Nel colloquio finale, quanta ingenuità, pensai bene di esplicitare tutte le mie perplessità sul metodo utilizzato.
Risultato: non idonea.
Panico! Mancavano 3 mesi alla fine del tirocinio e non avevo un lavoro.
A tirocinio finito da un mese, la mia collega di tirocinio mi dice che ha saputo di una Comunità psichiatrica vicino a casa mia che cercava personale.
Mi prendono subito pur non avendo esperienza e avendo come unica formazione il Corso tenuto dal Dott. Paolo Henry (direttore dell’ex OP di Grugliasco, vicino a Torino). Corso opzionale che avevo scelto di mia sponte.
Mi abilito e cambio Comunità. In questa, grazie a una psichiatra Junghiana comincio a co-condurre dei gruppi terapeutici sulla fiaba e con un collega un gruppo sul disegno e uno sul teatro.
Bene, i gruppi mi piacciono e decido di cominciare, dopo 3 anni dall’abilitazione, la scuola di psicoterapia dove ci si formava sullo psicodramma junghiano e comincio il tirocinio in un Sert vicino al lavoro.
Al secondo anno mi ammalo e non solo perdo un anno di scuola ma perdo il lavoro.
La mia più grande fortuna! No, non sono impazzita.
Durante quell’anno scelsi di fare volontariato al Sert per non perdere il posto e proprio in quell’anno venni coinvolta nel neonato servizio per il gioco d’azzardo.

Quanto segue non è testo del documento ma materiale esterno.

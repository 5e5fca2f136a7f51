use std::{
    collections::{BTreeMap, BTreeSet},
    fmt,
    path::PathBuf,
};

use lavender_common::Md5;
use lavender_index::{Index, IndexError, ALL_IDX};

use crate::{
    docroot::Docroot,
    error::{CoreError, CoreResult},
    resource::ResourceData,
};

#[derive(Debug, Clone, Copy, Default, PartialEq, Eq)]
pub struct ValidateOptions {
    /// Hash every referenced file and compare with its index entry.
    pub md5: bool,
    /// Rewrite a missing or broken all-index from the module indexes.
    pub fix: bool,
}

#[derive(Debug, Clone, PartialEq, Eq)]
pub enum Problem {
    AllIndexMissing {
        docroot: PathBuf,
    },
    AllIndexMismatch {
        docroot: PathBuf,
        missing: Vec<String>,
        unexpected: Vec<String>,
        md5_differs: Vec<String>,
    },
    MissingFile {
        docroot: PathBuf,
        destination: String,
    },
    Md5Mismatch {
        docroot: PathBuf,
        destination: String,
        expected: Md5,
        actual: Md5,
    },
    DocrootsDiffer {
        file: String,
        first: PathBuf,
        other: PathBuf,
    },
}

impl fmt::Display for Problem {
    fn fmt(&self, f: &mut fmt::Formatter<'_>) -> fmt::Result {
        match self {
            Problem::AllIndexMissing { docroot } => {
                write!(f, "{}: {ALL_IDX} is missing", docroot.display())
            }
            Problem::AllIndexMismatch {
                docroot,
                missing,
                unexpected,
                md5_differs,
            } => write!(
                f,
                "{}: {ALL_IDX} differs from the module indexes ({} missing, {} unexpected, {} with other md5)",
                docroot.display(),
                missing.len(),
                unexpected.len(),
                md5_differs.len()
            ),
            Problem::MissingFile {
                docroot,
                destination,
            } => write!(f, "{}: {destination} does not exist", docroot.display()),
            Problem::Md5Mismatch {
                docroot,
                destination,
                expected,
                actual,
            } => write!(
                f,
                "{}: {destination} has md5 {actual}, expected {expected}",
                docroot.display()
            ),
            Problem::DocrootsDiffer { file, first, other } => write!(
                f,
                "{file} differs between {} and {}",
                first.display(),
                other.display()
            ),
        }
    }
}

#[derive(Debug, Clone, Default, PartialEq, Eq)]
pub struct ValidationReport {
    pub problems: Vec<Problem>,
    /// Index files rewritten by `fix`.
    pub fixed: Vec<PathBuf>,
}

impl ValidationReport {
    pub fn is_ok(&self) -> bool {
        self.problems.is_empty()
    }
}

/// Checks one docroot: the all-index must equal the union of the module
/// indexes and every referenced file must exist (with matching md5 if
/// requested).
pub fn validate(docroot: &Docroot, options: ValidateOptions) -> CoreResult<ValidationReport> {
    let mut report = ValidationReport::default();
    let root = docroot.root().to_path_buf();

    let mut expected: BTreeMap<String, Md5> = BTreeMap::new();
    for (_, file) in docroot.module_indexes()? {
        let index = Index::load(&file)?;
        expected.extend(index.destinations().map(|(d, md5)| (d.to_string(), md5)));
    }

    let all_broken = match Index::load(&docroot.all_index()) {
        Ok(all) => {
            let actual: BTreeMap<String, Md5> = all
                .destinations()
                .map(|(d, md5)| (d.to_string(), md5))
                .collect();
            let missing: Vec<String> = expected
                .keys()
                .filter(|d| !actual.contains_key(*d))
                .cloned()
                .collect();
            let unexpected: Vec<String> = actual
                .keys()
                .filter(|d| !expected.contains_key(*d))
                .cloned()
                .collect();
            let md5_differs: Vec<String> = expected
                .iter()
                .filter(|(d, md5)| actual.get(*d).is_some_and(|a| a != *md5))
                .map(|(d, _)| d.clone())
                .collect();
            let broken = !(missing.is_empty() && unexpected.is_empty() && md5_differs.is_empty());
            if broken {
                report.problems.push(Problem::AllIndexMismatch {
                    docroot: root.clone(),
                    missing,
                    unexpected,
                    md5_differs,
                });
            }
            broken
        }
        Err(IndexError::NotFound(_)) => {
            report
                .problems
                .push(Problem::AllIndexMissing { docroot: root.clone() });
            true
        }
        Err(e) => return Err(e.into()),
    };

    if all_broken && options.fix {
        let mut all = Index::new();
        for (destination, md5) in &expected {
            all.add_reference(destination, *md5);
        }
        all.save(&docroot.all_index())?;
        tracing::warn!("rewrote {} with {} entries", docroot.all_index().display(), all.len());
        report.fixed.push(docroot.all_index());
    }

    for (destination, md5) in &expected {
        let file = docroot.destination(destination)?;
        if !file.is_file() {
            report.problems.push(Problem::MissingFile {
                docroot: root.clone(),
                destination: destination.clone(),
            });
        } else if options.md5 {
            let actual = ResourceData::File(file).md5()?;
            if actual != *md5 {
                report.problems.push(Problem::Md5Mismatch {
                    docroot: root.clone(),
                    destination: destination.clone(),
                    expected: *md5,
                    actual,
                });
            }
        }
    }

    tracing::info!(
        "validated {docroot}: {} destinations, {} problems",
        expected.len(),
        report.problems.len()
    );
    Ok(report)
}

/// Validates every docroot, then checks that all of them carry the same
/// index files. Indexes are compared by content, not by line order.
pub fn validate_cluster(docroots: &[Docroot], options: ValidateOptions) -> CoreResult<ValidationReport> {
    let Some(first) = docroots.first() else {
        return Err(CoreError::NoTargets);
    };
    let mut report = ValidationReport::default();
    for docroot in docroots {
        let single = validate(docroot, options)?;
        report.problems.extend(single.problems);
        report.fixed.extend(single.fixed);
    }

    let reference = index_files(first)?;
    for other in &docroots[1..] {
        let files = index_files(other)?;
        let names: BTreeSet<&String> = reference.keys().chain(files.keys()).collect();
        for name in names {
            if reference.get(name) != files.get(name) {
                report.problems.push(Problem::DocrootsDiffer {
                    file: name.clone(),
                    first: first.root().to_path_buf(),
                    other: other.root().to_path_buf(),
                });
            }
        }
    }
    Ok(report)
}

/// All index files of `docroot` by file name.
fn index_files(docroot: &Docroot) -> CoreResult<BTreeMap<String, Index>> {
    let mut files = BTreeMap::new();
    let mut paths: Vec<PathBuf> = docroot
        .module_indexes()?
        .into_iter()
        .map(|(_, path)| path)
        .collect();
    paths.push(docroot.all_index());
    for path in paths {
        match Index::load(&path) {
            Ok(index) => {
                let name = path
                    .file_name()
                    .map(|n| n.to_string_lossy().to_string())
                    .unwrap_or_default();
                files.insert(name, index);
            }
            Err(IndexError::NotFound(_)) => {}
            Err(e) => return Err(e.into()),
        }
    }
    Ok(files)
}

Una volta guarita, trovo lavoro in una cooperativa come sostituta. In quel periodo, prima di essere assunta nel servizio di educativa territoriale, ho avuto la possibilità di lavorare negli ambiti più disparati: il carcere, un drop in per tossicodipendenti e migranti, una comunità per disabili e una comunità psichiatrica.
Un lavoro che mi ha formato tantissimo soprattutto per l’elasticità mentale che richiedeva il passare da un ambito all’altro.

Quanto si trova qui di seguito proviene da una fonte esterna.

use std::path::PathBuf;

use lavender_index::IndexError;

pub type RewriteResult<T> = std::result::Result<T, RewriteError>;

#[derive(Debug, thiserror::Error)]
pub enum RewriteError {
    #[error("Consistent hash ring has no nodes")]
    EmptyRing,
    #[error("Failed to read node list `{path}`: {source}")]
    NodesFile {
        path: PathBuf,
        #[source]
        source: std::io::Error,
    },
    #[error("Invalid node `{uri}` on line {line}: {reason}")]
    InvalidNode {
        line: usize,
        uri: String,
        reason: String,
    },
    #[error("No {scheme} node named `{node}`")]
    UnknownNode { scheme: String, node: String },
    #[error("Invalid URL: {0}")]
    Url(#[from] url::ParseError),
    #[error("Index error: {0}")]
    Index(#[from] IndexError),
}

All’ultimo anno di specializzazione, 2006, ho avuto una consulenza presso il servizio per il gioco d’azzardo e in concomitanza lavoravo in educativa territoriale per la cooperativa.
Nel 2009 ho avuto l’agognata convenzione ASL e ho dovuto lasciare la cooperativa.
E sono ancora lì. Il resto è storia 😉
Tirando le fila
Se riguardo indietro il mio percorso vedo che sì ci sono stati eventi apparentemente ‘casuali’ ma sono eventi che ho ‘chiamato’ creando i presupposti per incapparvi. Se nell’anno di convalescenza mi fossi chiusa in casa forse ora non sarei quella che sono.
Il caso va incontrato creando ocCASioni, spianando strade, allargando il proprio orizzonte.
Che nessuno ci bussi alla porta offrendoci un lavoro è una ovvietà ma forse a volte l’ovvio è bene ribadirlo.
Ripeto, riguardando indietro, se io non avessi creato/colto occasioni, non si sarebbero verificati gli eventi.
Mi piace pensare al nostro percorso nella vita come un’enorme rete con trama e nodi.
Ogni volta che attiviamo un nodo si illuminano le possibilità in un’area. Ne scegliamo una e si illumina un’altra area.
Ora, i nodi possiamo far sì che si accendano a caso certo, ma avremo una mappa frammentata.
Se invece abbiamo una direzione (chiamiamola passione, interesse, talento) avremo un fil rouge con cui legare tutti i nodi attivati.
Ovvio che ci saranno aree che non esploreremo mai. Ma avremo la possibilità di costruire il nostro percorso.
In molti punti avrei potuto arenarmi, pensare che era troppo difficile ma sono riuscita a trovare uno zaino sufficientemente capiente (un po’ come quello dei videogame) per contenere tutti gli strumenti che trovavo sul mio cammino.
Perché come in un videogame, anche se trovi uno strumento che al momento non ti serve, sai che potrà tornarti utile in seguito.
Per coltivare le proprie passioni, bisogna innanzitutto prendersi cura del terreno.